## WORK INSTRUCTION
Repeat the stretch of entries below from the line with "alias for the bot." through the line with "API or blockchain". Include both ends and add nothing.

[Stored items]
______
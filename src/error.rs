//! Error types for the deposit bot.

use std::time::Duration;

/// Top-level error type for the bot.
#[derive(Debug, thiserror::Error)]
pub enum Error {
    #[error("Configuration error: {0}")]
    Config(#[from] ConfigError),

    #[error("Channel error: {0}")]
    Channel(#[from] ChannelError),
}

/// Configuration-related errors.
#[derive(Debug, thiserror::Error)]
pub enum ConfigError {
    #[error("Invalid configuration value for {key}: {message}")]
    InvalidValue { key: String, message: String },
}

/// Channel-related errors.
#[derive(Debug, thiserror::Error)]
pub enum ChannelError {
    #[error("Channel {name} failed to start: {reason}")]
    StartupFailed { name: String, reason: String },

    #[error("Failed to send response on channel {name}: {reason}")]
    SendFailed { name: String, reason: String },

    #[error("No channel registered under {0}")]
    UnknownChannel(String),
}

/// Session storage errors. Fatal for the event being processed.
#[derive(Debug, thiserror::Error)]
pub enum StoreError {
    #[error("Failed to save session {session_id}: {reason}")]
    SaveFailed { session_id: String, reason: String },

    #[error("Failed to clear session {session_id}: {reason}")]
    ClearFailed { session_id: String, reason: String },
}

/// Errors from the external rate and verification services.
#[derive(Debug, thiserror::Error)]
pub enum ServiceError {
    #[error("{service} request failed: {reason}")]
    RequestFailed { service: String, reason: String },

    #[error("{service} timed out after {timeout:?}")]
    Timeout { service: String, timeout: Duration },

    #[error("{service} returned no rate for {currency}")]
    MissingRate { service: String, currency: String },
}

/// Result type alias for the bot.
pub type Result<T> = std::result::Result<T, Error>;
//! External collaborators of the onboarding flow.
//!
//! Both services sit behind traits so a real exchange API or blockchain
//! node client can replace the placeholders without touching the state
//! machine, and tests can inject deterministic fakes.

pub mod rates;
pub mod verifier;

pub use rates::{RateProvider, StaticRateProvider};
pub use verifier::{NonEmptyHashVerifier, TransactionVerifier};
______
## SOLUTION TO THIS EXERCISE
/// Result type alias for the bot.
pub type Result<T> = std::result::Result<T, Error>;
//! External collaborators of the onboarding flow.
//!
//! Both services sit behind traits so a real exchange API or blockchain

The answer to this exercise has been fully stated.